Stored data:

use anyhow::{Context, Result};

use mahir_lib::study::CycleStatus;

use crate::app::App;
use crate::render::{paint, Color};
use crate::OutputFormat;

pub fn run(app: &App, format: &OutputFormat, use_color: bool) -> Result<()> {
    let sets = app.storage.list_sets().context("Failed to list sets")?;

    match format {
        OutputFormat::Json => {
            println!("{}", serde_json::to_string_pretty(&sets)?);
        }
        OutputFormat::Plain => {
            if sets.is_empty() {
                println!("(no sets in {})", app.storage.sets_dir().display());
            }
            for set in &sets {
                let blocked = match set.cycle_status {
                    CycleStatus::Complete => paint(" [awaiting reset]", Color::YELLOW, use_color),
                    CycleStatus::Active => String::new(),
                };
                println!(
                    "{} ({} terms, cycle {} session {}){}",
                    paint(&set.name, Color::BOLD, use_color),
                    set.terms,
                    set.cycle,
                    set.sessions,
                    blocked
                );
            }
        }
    }

    Ok(())
}
use std::fs::File;
use std::io::Read;
use std::path::Path;

use thiserror::Error;

use crate::study::{NewTerm, Score};

#[derive(Error, Debug)]
pub enum ImportError {
    #[error("IO error: {0}")]
    Io(#[from] std::io::Error),

    #[error("CSV error: {0}")]
    Csv(#[from] csv::Error),

    #[error("Delimiter must be a single ASCII character, got {0:?}")]
    InvalidDelimiter(char),

    #[error("Line {line}: {message}")]
    InvalidRow { line: u64, message: String },
}

pub type Result<T> = std::result::Result<T, ImportError>;

const TERM: usize = 0;
const DEFINITION: usize = 1;
const OCCURRENCES: usize = 2;
const SOURCES: usize = 3;
const SCORE: usize = 4;

/// Load terms from a delimited file
pub fn load_terms(path: &Path, delimiter: char) -> Result<Vec<NewTerm>> {
    let file = File::open(path)?;
    let terms = parse_terms(file, delimiter)?;
    log::info!("Read {} terms from {}", terms.len(), path.display());
    Ok(terms)
}

/// Parse rows of `term, definition[, occurrences[, sources[, score]]]`.
///
/// Lines starting with `#` are skipped, as is a leading header row whose
/// first cell is `term`. Empty optional cells are treated as absent.
pub fn parse_terms<R: Read>(reader: R, delimiter: char) -> Result<Vec<NewTerm>> {
    if !delimiter.is_ascii() {
        return Err(ImportError::InvalidDelimiter(delimiter));
    }

    let mut reader = csv::ReaderBuilder::new()
        .has_headers(false)
        .flexible(true)
        .delimiter(delimiter as u8)
        .comment(Some(b'#'))
        .quoting(delimiter != '\t')
        .from_reader(reader);

    let mut terms = Vec::new();
    for (index, record) in reader.records().enumerate() {
        let record = record?;
        let line = record.position().map(|p| p.line()).unwrap_or(index as u64 + 1);
        let cell = |i: usize| record.get(i).map(str::trim).filter(|s| !s.is_empty());

        if index == 0 && cell(TERM).is_some_and(|t| t.eq_ignore_ascii_case("term")) {
            continue;
        }
        if record.iter().all(|c| c.trim().is_empty()) {
            continue;
        }

        let term = cell(TERM).ok_or_else(|| ImportError::InvalidRow {
            line,
            message: "missing term".to_string(),
        })?;
        let definition = cell(DEFINITION).ok_or_else(|| ImportError::InvalidRow {
            line,
            message: format!("missing definition for {:?}", term),
        })?;
        let score = cell(SCORE)
            .map(|s| {
                s.parse::<u32>().map(Score).map_err(|_| ImportError::InvalidRow {
                    line,
                    message: format!("invalid score {:?}", s),
                })
            })
            .transpose()?;

        terms.push(NewTerm {
            term: term.to_string(),
            definition: definition.to_string(),
            occurrences: cell(OCCURRENCES).map(str::to_string),
            sources: cell(SOURCES).map(parse_sources).unwrap_or_default(),
            score,
        });
    }

    Ok(terms)
}

/// Sources are either a JSON list of strings or a `;`-separated list
pub fn parse_sources(raw: &str) -> Vec<String> {
    if raw.starts_with('[') {
        if let Ok(list) = serde_json::from_str::<Vec<String>>(raw) {
            return list;
        }
        log::debug!("Sources {:?} are not a JSON list, splitting on ';'", raw);
    }
    raw.split(';')
        .map(str::trim)
        .filter(|s| !s.is_empty())
        .map(str::to_string)
        .collect()
}

#[cfg(test)]
mod tests {
    use super::*;
    use std::io::Write;
    use tempfile::TempDir;

    #[test]
    fn test_parse_full_rows() {
        let input = "term\tdefinition\toccurrences\tsources\tscore\n\
                     שָׁלוֹם\tpeace\tGen 15:15\t[\"BDB 1022\", \"HALOT\"]\t3\n\
                     בַּיִת\thouse\t\tBDB 108; HALOT\t\n";
        let terms = parse_terms(input.as_bytes(), '\t').unwrap();

        assert_eq!(terms.len(), 2);
        assert_eq!(terms[0].term, "שָׁלוֹם");
        assert_eq!(terms[0].occurrences.as_deref(), Some("Gen 15:15"));
        assert_eq!(terms[0].sources, vec!["BDB 1022", "HALOT"]);
        assert_eq!(terms[0].score, Some(Score(3)));
        assert_eq!(terms[1].occurrences, None);
        assert_eq!(terms[1].sources, vec!["BDB 108", "HALOT"]);
        assert_eq!(terms[1].score, None);
    }

    #[test]
    fn test_short_rows_and_comments() {
        let input = "# chapter 1\nqalb\theart\n\nnafs\tsoul\t\t\t1\n";
        let terms = parse_terms(input.as_bytes(), '\t').unwrap();
        assert_eq!(terms.len(), 2);
        assert_eq!(terms[0].definition, "heart");
        assert_eq!(terms[0].score, None);
        assert_eq!(terms[1].score, Some(Score(1)));
    }

    #[test]
    fn test_quotes_are_literal_in_tab_files() {
        let input = "\"ayn\"\teye; spring\n";
        let terms = parse_terms(input.as_bytes(), '\t').unwrap();
        assert_eq!(terms[0].term, "\"ayn\"");
        assert_eq!(terms[0].definition, "eye; spring");
    }

    #[test]
    fn test_comma_delimited() {
        let input = "kitab,\"book, writing\",,,2\n";
        let terms = parse_terms(input.as_bytes(), ',').unwrap();
        assert_eq!(terms[0].definition, "book, writing");
        assert_eq!(terms[0].score, Some(Score(2)));
    }

    #[test]
    fn test_invalid_rows() {
        let missing = parse_terms("lonely\n".as_bytes(), '\t');
        assert!(matches!(missing, Err(ImportError::InvalidRow { line: 1, .. })));

        let bad_score = parse_terms("a\tb\t\t\tthree\n".as_bytes(), '\t');
        assert!(matches!(bad_score, Err(ImportError::InvalidRow { .. })));

        assert!(matches!(parse_terms("".as_bytes(), 'ש'), Err(ImportError::InvalidDelimiter('ש'))));
    }

    #[test]
    fn test_load_terms_from_file() {
        let temp = TempDir::new().unwrap();
        let path = temp.path().join("words.tsv");
        let mut file = File::create(&path).unwrap();
        writeln!(file, "ruh\tspirit\t\tLane").unwrap();

        let terms = load_terms(&path, '\t').unwrap();
        assert_eq!(terms.len(), 1);
        assert_eq!(terms[0].sources, vec!["Lane"]);
    }
}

### What you will do
Repeat every entry exactly. Nothing may be dropped.

### Expected answer
use anyhow::{Context, Result};

use mahir_lib::study::CycleStatus;

use crate::app::App;
use crate::render::{paint, Color};
use crate::OutputFormat;

pub fn run(app: &App, format: &OutputFormat, use_color: bool) -> Result<()> {
    let sets = app.storage.list_sets().context("Failed to list sets")?;

    match format {
        OutputFormat::Json => {
            println!("{}", serde_json::to_string_pretty(&sets)?);
        }
        OutputFormat::Plain => {
            if sets.is_empty() {
                println!("(no sets in {})", app.storage.sets_dir().display());
            }
            for set in &sets {
                let blocked = match set.cycle_status {
                    CycleStatus::Complete => paint(" [awaiting reset]", Color::YELLOW, use_color),
                    CycleStatus::Active => String::new(),
                };
                println!(
                    "{} ({} terms, cycle {} session {}){}",
                    paint(&set.name, Color::BOLD, use_color),
                    set.terms,
                    set.cycle,
                    set.sessions,
                    blocked
                );
            }
        }
    }

    Ok(())
}
use std::fs::File;
use std::io::Read;
use std::path::Path;

use thiserror::Error;

use crate::study::{NewTerm, Score};

#[derive(Error, Debug)]
pub enum ImportError {
    #[error("IO error: {0}")]
    Io(#[from] std::io::Error),

    #[error("CSV error: {0}")]
    Csv(#[from] csv::Error),

    #[error("Delimiter must be a single ASCII character, got {0:?}")]
    InvalidDelimiter(char),

    #[error("Line {line}: {message}")]
    InvalidRow { line: u64, message: String },
}

pub type Result<T> = std::result::Result<T, ImportError>;

const TERM: usize = 0;
const DEFINITION: usize = 1;
const OCCURRENCES: usize = 2;
const SOURCES: usize = 3;
const SCORE: usize = 4;

/// Load terms from a delimited file
pub fn load_terms(path: &Path, delimiter: char) -> Result<Vec<NewTerm>> {
    let file = File::open(path)?;
    let terms = parse_terms(file, delimiter)?;
    log::info!("Read {} terms from {}", terms.len(), path.display());
    Ok(terms)
}

/// Parse rows of `term, definition[, occurrences[, sources[, score]]]`.
///
/// Lines starting with `#` are skipped, as is a leading header row whose
/// first cell is `term`. Empty optional cells are treated as absent.
pub fn parse_terms<R: Read>(reader: R, delimiter: char) -> Result<Vec<NewTerm>> {
    if !delimiter.is_ascii() {
        return Err(ImportError::InvalidDelimiter(delimiter));
    }

    let mut reader = csv::ReaderBuilder::new()
        .has_headers(false)
        .flexible(true)
        .delimiter(delimiter as u8)
        .comment(Some(b'#'))
        .quoting(delimiter != '\t')
        .from_reader(reader);

    let mut terms = Vec::new();
    for (index, record) in reader.records().enumerate() {
        let record = record?;
        let line = record.position().map(|p| p.line()).unwrap_or(index as u64 + 1);
        let cell = |i: usize| record.get(i).map(str::trim).filter(|s| !s.is_empty());

        if index == 0 && cell(TERM).is_some_and(|t| t.eq_ignore_ascii_case("term")) {
            continue;
        }
        if record.iter().all(|c| c.trim().is_empty()) {
            continue;
        }

        let term = cell(TERM).ok_or_else(|| ImportError::InvalidRow {
            line,
            message: "missing term".to_string(),
        })?;
        let definition = cell(DEFINITION).ok_or_else(|| ImportError::InvalidRow {
            line,
            message: format!("missing definition for {:?}", term),
        })?;
        let score = cell(SCORE)
            .map(|s| {
                s.parse::<u32>().map(Score).map_err(|_| ImportError::InvalidRow {
                    line,
                    message: format!("invalid score {:?}", s),
                })
            })
            .transpose()?;

        terms.push(NewTerm {
            term: term.to_string(),
            definition: definition.to_string(),
            occurrences: cell(OCCURRENCES).map(str::to_string),
            sources: cell(SOURCES).map(parse_sources).unwrap_or_default(),
            score,
        });
    }

    Ok(terms)
}

/// Sources are either a JSON list of strings or a `;`-separated list
pub fn parse_sources(raw: &str) -> Vec<String> {
    if raw.starts_with('[') {
        if let Ok(list) = serde_json::from_str::<Vec<String>>(raw) {
            return list;
        }
        log::debug!("Sources {:?} are not a JSON list, splitting on ';'", raw);
    }
    raw.split(';')
        .map(str::trim)
        .filter(|s| !s.is_empty())
        .map(str::to_string)
        .collect()
}

#[cfg(test)]
mod tests {
    use super::*;
    use std::io::Write;
    use tempfile::TempDir;

    #[test]
    fn test_parse_full_rows() {
        let input = "term\tdefinition\toccurrences\tsources\tscore\n\
                     שָׁלוֹם\tpeace\tGen 15:15\t[\"BDB 1022\", \"HALOT\"]\t3\n\
                     בַּיִת\thouse\t\tBDB 108; HALOT\t\n";
        let terms = parse_terms(input.as_bytes(), '\t').unwrap();

        assert_eq!(terms.len(), 2);
        assert_eq!(terms[0].term, "שָׁלוֹם");
        assert_eq!(terms[0].occurrences.as_deref(), Some("Gen 15:15"));
        assert_eq!(terms[0].sources, vec!["BDB 1022", "HALOT"]);
        assert_eq!(terms[0].score, Some(Score(3)));
        assert_eq!(terms[1].occurrences, None);
        assert_eq!(terms[1].sources, vec!["BDB 108", "HALOT"]);
        assert_eq!(terms[1].score, None);
    }

    #[test]
    fn test_short_rows_and_comments() {
        let input = "# chapter 1\nqalb\theart\n\nnafs\tsoul\t\t\t1\n";
        let terms = parse_terms(input.as_bytes(), '\t').unwrap();
        assert_eq!(terms.len(), 2);
        assert_eq!(terms[0].definition, "heart");
        assert_eq!(terms[0].score, None);
        assert_eq!(terms[1].score, Some(Score(1)));
    }

    #[test]
    fn test_quotes_are_literal_in_tab_files() {
        let input = "\"ayn\"\teye; spring\n";
        let terms = parse_terms(input.as_bytes(), '\t').unwrap();
        assert_eq!(terms[0].term, "\"ayn\"");
        assert_eq!(terms[0].definition, "eye; spring");
    }

    #[test]
    fn test_comma_delimited() {
        let input = "kitab,\"book, writing\",,,2\n";
        let terms = parse_terms(input.as_bytes(), ',').unwrap();
        assert_eq!(terms[0].definition, "book, writing");
        assert_eq!(terms[0].score, Some(Score(2)));
    }

    #[test]
    fn test_invalid_rows() {
        let missing = parse_terms("lonely\n".as_bytes(), '\t');
        assert!(matches!(missing, Err(ImportError::InvalidRow { line: 1, .. })));

        let bad_score = parse_terms("a\tb\t\t\tthree\n".as_bytes(), '\t');
        assert!(matches!(bad_score, Err(ImportError::InvalidRow { .. })));

        assert!(matches!(parse_terms("".as_bytes(), 'ש'), Err(ImportError::InvalidDelimiter('ש'))));
    }

    #[test]
    fn test_load_terms_from_file() {
        let temp = TempDir::new().unwrap();
        let path = temp.path().join("words.tsv");
        let mut file = File::create(&path).unwrap();
        writeln!(file, "ruh\tspirit\t\tLane").unwrap();

        let terms = load_terms(&path, '\t').unwrap();
        assert_eq!(terms.len(), 1);
        assert_eq!(terms[0].sources, vec!["Lane"]);
    }
}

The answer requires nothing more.